---------- ENTRIES SUPPLIED

//! Marker sampling over object bounds: plain XY lattices and downward probes.

use rayon::prelude::*;

use crate::core::types::DVec3;
use crate::core::{Error, Result};
use crate::math::{snap, Region};
use crate::partition::validate_markers;
use super::config::SamplingConfig;

/// Downward ray query against level geometry.
///
/// Implemented by whatever owns the meshes (a BVH, a heightfield, ...).
pub trait SurfaceProbe: Send + Sync {
    /// First surface hit casting straight down from `(x, y, from_z)`.
    fn cast_down(&self, x: f64, y: f64, from_z: f64) -> Option<DVec3>;
}

/// A piece of level geometry to sample: its world bounds and vertices.
#[derive(Clone, Debug, Default)]
pub struct SampledObject {
    pub bounds: Region,
    pub vertices: Vec<DVec3>,
}

/// Four points around `p`, offset by `amount` along +X, -X, +Y and -Y.
pub fn salt(p: DVec3, amount: f64) -> [DVec3; 4] {
    [
        p + DVec3::new(amount, 0.0, 0.0),
        p + DVec3::new(-amount, 0.0, 0.0),
        p + DVec3::new(0.0, amount, 0.0),
        p + DVec3::new(0.0, -amount, 0.0),
    ]
}

fn validate_spacing(config: &SamplingConfig) -> Result<()> {
    if !config.spacing.is_finite() || config.spacing <= 0.0 {
        return Err(Error::InvalidGridSize(config.spacing));
    }
    Ok(())
}

/// Upper bound on lattice points per region
pub const MAX_LATTICE_POINTS: usize = 1 << 26;

fn invalid_region(region: &Region, reason: impl Into<String>) -> Error {
    Error::InvalidRegion {
        low: region.low.to_array(),
        high: region.high.to_array(),
        reason: reason.into(),
    }
}

/// Lattice columns between two snapped bounds, `None` if it does not fit.
fn lattice_steps(min: f64, max: f64, spacing: f64) -> Option<usize> {
    let steps = ((max - min) / spacing).round();
    if !steps.is_finite() || steps < 0.0 || steps >= MAX_LATTICE_POINTS as f64 {
        return None;
    }
    (steps as usize).checked_add(1)
}

/// XY lattice over `region` snapped outwards to `spacing`, X-major.
///
/// Fails on non-finite or inverted bounds and on lattices larger than
/// [`MAX_LATTICE_POINTS`].
fn lattice(region: &Region, spacing: f64) -> Result<Vec<(f64, f64)>> {
    if !region.low.is_finite() || !region.high.is_finite() {
        return Err(invalid_region(region, "non-finite bounds"));
    }
    if region.low.x > region.high.x || region.low.y > region.high.y {
        return Err(invalid_region(region, "inverted bounds"));
    }

    let min_x = snap(region.low.x, spacing, false);
    let min_y = snap(region.low.y, spacing, false);
    let max_x = snap(region.high.x, spacing, true);
    let max_y = snap(region.high.y, spacing, true);

    let too_large = || invalid_region(region, format!("more than {} lattice points", MAX_LATTICE_POINTS));
    let nx = lattice_steps(min_x, max_x, spacing).ok_or_else(too_large)?;
    let ny = lattice_steps(min_y, max_y, spacing).ok_or_else(too_large)?;
    let total = nx.checked_mul(ny).filter(|n| *n <= MAX_LATTICE_POINTS).ok_or_else(too_large)?;

    let mut points = Vec::with_capacity(total);
    for i in 0..nx {
        for j in 0..ny {
            points.push((min_x + i as f64 * spacing, min_y + j as f64 * spacing));
        }
    }
    Ok(points)
}

/// Lattice markers covering object bounds, at Z = 0.
///
/// With `individual` set each region gets its own lattice (regions are
/// processed in parallel, output stays in input order); otherwise one lattice
/// spans the union of all regions.
pub fn grid_markers(regions: &[Region], config: &SamplingConfig) -> Result<Vec<DVec3>> {
    validate_spacing(config)?;
    let to_markers = |region: &Region| -> Result<Vec<DVec3>> {
        Ok(lattice(region, config.spacing)?
            .into_iter()
            .map(|(x, y)| DVec3::new(x, y, 0.0))
            .collect())
    };

    let markers = if config.individual {
        regions.par_iter().map(to_markers).collect::<Result<Vec<_>>>()?.concat()
    } else {
        match regions.iter().copied().reduce(|a, b| a.merged(&b)) {
            Some(union) => to_markers(&union)?,
            None => Vec::new(),
        }
    };

    log::debug!("Grid sampling produced {} markers from {} regions", markers.len(), regions.len());
    Ok(markers)
}

/// Probe each object's lattice from above and collect salted hits plus the
/// object's own vertices.
///
/// Probes start `probe_margin` above the object's top. Every hit contributes
/// four salted markers; misses contribute nothing.
pub fn probe_markers(
    objects: &[SampledObject],
    probe: &dyn SurfaceProbe,
    config: &SamplingConfig,
) -> Result<Vec<DVec3>> {
    validate_spacing(config)?;

    let per_object: Vec<Vec<DVec3>> = objects
        .par_iter()
        .map(|object| -> Result<Vec<DVec3>> {
            let from_z = object.bounds.high.z + config.probe_margin;
            let mut markers: Vec<DVec3> = lattice(&object.bounds, config.spacing)?
                .into_iter()
                .filter_map(|(x, y)| probe.cast_down(x, y, from_z))
                .flat_map(|hit| salt(hit, config.salt))
                .collect();
            markers.extend_from_slice(&object.vertices);
            Ok(markers)
        })
        .collect::<Result<_>>()?;

    let markers = per_object.concat();
    validate_markers(&markers)?;
    log::info!("Probe sampling produced {} markers from {} objects", markers.len(), objects.len());
    Ok(markers)
}

#[cfg(test)]
mod tests {
    use super::*;

    /// Flat floor at a fixed height over an XY rectangle.
    struct FlatFloor {
        area: Region,
        height: f64,
    }

    impl SurfaceProbe for FlatFloor {
        fn cast_down(&self, x: f64, y: f64, from_z: f64) -> Option<DVec3> {
            let inside = x >= self.area.low.x && x <= self.area.high.x
                && y >= self.area.low.y && y <= self.area.high.y;
            (inside && from_z >= self.height).then(|| DVec3::new(x, y, self.height))
        }
    }

    fn region(x0: f64, y0: f64, x1: f64, y1: f64) -> Region {
        Region::new(DVec3::new(x0, y0, 0.0), DVec3::new(x1, y1, 10.0))
    }

    #[test]
    fn test_salt() {
        let points = salt(DVec3::new(10.0, 10.0, 1.0), 3.0);
        assert_eq!(points, [
            DVec3::new(13.0, 10.0, 1.0),
            DVec3::new(7.0, 10.0, 1.0),
            DVec3::new(10.0, 13.0, 1.0),
            DVec3::new(10.0, 7.0, 1.0),
        ]);
    }

    #[test]
    fn test_grid_single_region() {
        let config = SamplingConfig::default();
        let markers = grid_markers(&[region(5.0, 5.0, 35.0, 15.0)], &config).unwrap();
        // x: 0, 20, 40; y: 0, 20
        assert_eq!(markers.len(), 6);
        assert_eq!(markers[0], DVec3::new(0.0, 0.0, 0.0));
        assert_eq!(markers[1], DVec3::new(0.0, 20.0, 0.0));
        assert_eq!(markers[5], DVec3::new(40.0, 20.0, 0.0));
    }

    #[test]
    fn test_grid_individual_vs_merged() {
        let regions = [region(0.0, 0.0, 20.0, 20.0), region(100.0, 0.0, 120.0, 20.0)];

        let individual = SamplingConfig { individual: true, ..Default::default() };
        let markers = grid_markers(&regions, &individual).unwrap();
        assert_eq!(markers.len(), 8);
        assert_eq!(markers[4], DVec3::new(100.0, 0.0, 0.0));

        let merged = SamplingConfig::default();
        let markers = grid_markers(&regions, &merged).unwrap();
        // x: 0..=120 step 20 (7) by y: 0, 20 (2)
        assert_eq!(markers.len(), 14);
    }

    #[test]
    fn test_grid_empty_regions() {
        assert!(grid_markers(&[], &SamplingConfig::default()).unwrap().is_empty());
    }

    #[test]
    fn test_grid_rejects_bad_spacing() {
        let config = SamplingConfig { spacing: 0.0, ..Default::default() };
        assert!(matches!(grid_markers(&[region(0.0, 0.0, 1.0, 1.0)], &config), Err(Error::InvalidGridSize(_))));
    }

    #[test]
    fn test_grid_rejects_non_finite_bounds() {
        let config = SamplingConfig { individual: true, ..Default::default() };
        let open = region(0.0, 0.0, f64::INFINITY, 20.0);
        assert!(matches!(grid_markers(&[open], &config), Err(Error::InvalidRegion { .. })));

        let nan = region(0.0, f64::NAN, 20.0, 20.0);
        assert!(matches!(grid_markers(&[nan], &SamplingConfig::default()), Err(Error::InvalidRegion { .. })));
    }

    #[test]
    fn test_grid_rejects_inverted_bounds() {
        let inverted = region(40.0, 0.0, 0.0, 20.0);
        assert!(matches!(grid_markers(&[inverted], &SamplingConfig::default()), Err(Error::InvalidRegion { .. })));
    }

    #[test]
    fn test_grid_rejects_huge_region() {
        let huge = region(0.0, 0.0, 1e300, 20.0);
        assert!(matches!(grid_markers(&[huge], &SamplingConfig::default()), Err(Error::InvalidRegion { .. })));

        // Each axis fits on its own but the product does not
        let wide = region(0.0, 0.0, 1e6, 1e6);
        assert!(matches!(grid_markers(&[wide], &SamplingConfig::default()), Err(Error::InvalidRegion { .. })));
    }

    #[test]
    fn test_probe_rejects_non_finite_bounds() {
        let floor = FlatFloor { area: region(0.0, 0.0, 20.0, 20.0), height: 0.0 };
        let object = SampledObject { bounds: region(f64::NEG_INFINITY, 0.0, 20.0, 20.0), vertices: Vec::new() };
        let result = probe_markers(&[object], &floor, &SamplingConfig::default());
        assert!(matches!(result, Err(Error::InvalidRegion { .. })));
    }

    #[test]
    fn test_probe_rejects_non_finite_vertices() {
        let floor = FlatFloor { area: region(0.0, 0.0, 20.0, 20.0), height: 0.0 };
        let object = SampledObject {
            bounds: region(0.0, 0.0, 20.0, 20.0),
            vertices: vec![DVec3::new(1.0, f64::NAN, 0.0)],
        };
        let result = probe_markers(&[object], &floor, &SamplingConfig::default());
        assert!(matches!(result, Err(Error::NonFiniteMarker { .. })));
    }

    #[test]
    fn test_probe_hits_are_salted_and_vertices_appended() {
        let floor = FlatFloor { area: region(0.0, 0.0, 20.0, 0.0), height: 2.0 };
        let object = SampledObject {
            bounds: region(0.0, 0.0, 40.0, 0.0),
            vertices: vec![DVec3::new(1.0, 1.0, 2.0)],
        };
        let markers = probe_markers(&[object], &floor, &SamplingConfig::default()).unwrap();

        // Lattice x = 0, 20, 40 at y = 0; the floor only covers x <= 20
        assert_eq!(markers.len(), 2 * 4 + 1);
        assert_eq!(markers[0], DVec3::new(3.0, 0.0, 2.0));
        assert_eq!(markers[4], DVec3::new(23.0, 0.0, 2.0));
        assert_eq!(*markers.last().unwrap(), DVec3::new(1.0, 1.0, 2.0));
    }

    #[test]
    fn test_probe_starts_above_bounds() {
        // Floor above the object's top but within the probe margin
        let floor = FlatFloor { area: region(-100.0, -100.0, 100.0, 100.0), height: 14.0 };
        let object = SampledObject { bounds: region(0.0, 0.0, 0.0, 0.0), vertices: Vec::new() };

        let markers = probe_markers(&[object.clone()], &floor, &SamplingConfig::default()).unwrap();
        assert_eq!(markers.len(), 4);

        let low_margin = SamplingConfig { probe_margin: 1.0, ..Default::default() };
        assert!(probe_markers(&[object], &floor, &low_margin).unwrap().is_empty());
    }
}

--------------------

* [ASSIGNMENT]
Using the listing above, show each line holding the string "SampledObject".

* [TASK ANSWER]
pub struct SampledObject {
    objects: &[SampledObject],
        let object = SampledObject { bounds: region(f64::NEG_INFINITY, 0.0, 20.0, 20.0), vertices: Vec::new() };
        let object = SampledObject {
        let object = SampledObject {
        let object = SampledObject { bounds: region(0.0, 0.0, 0.0, 0.0), vertices: Vec::new() };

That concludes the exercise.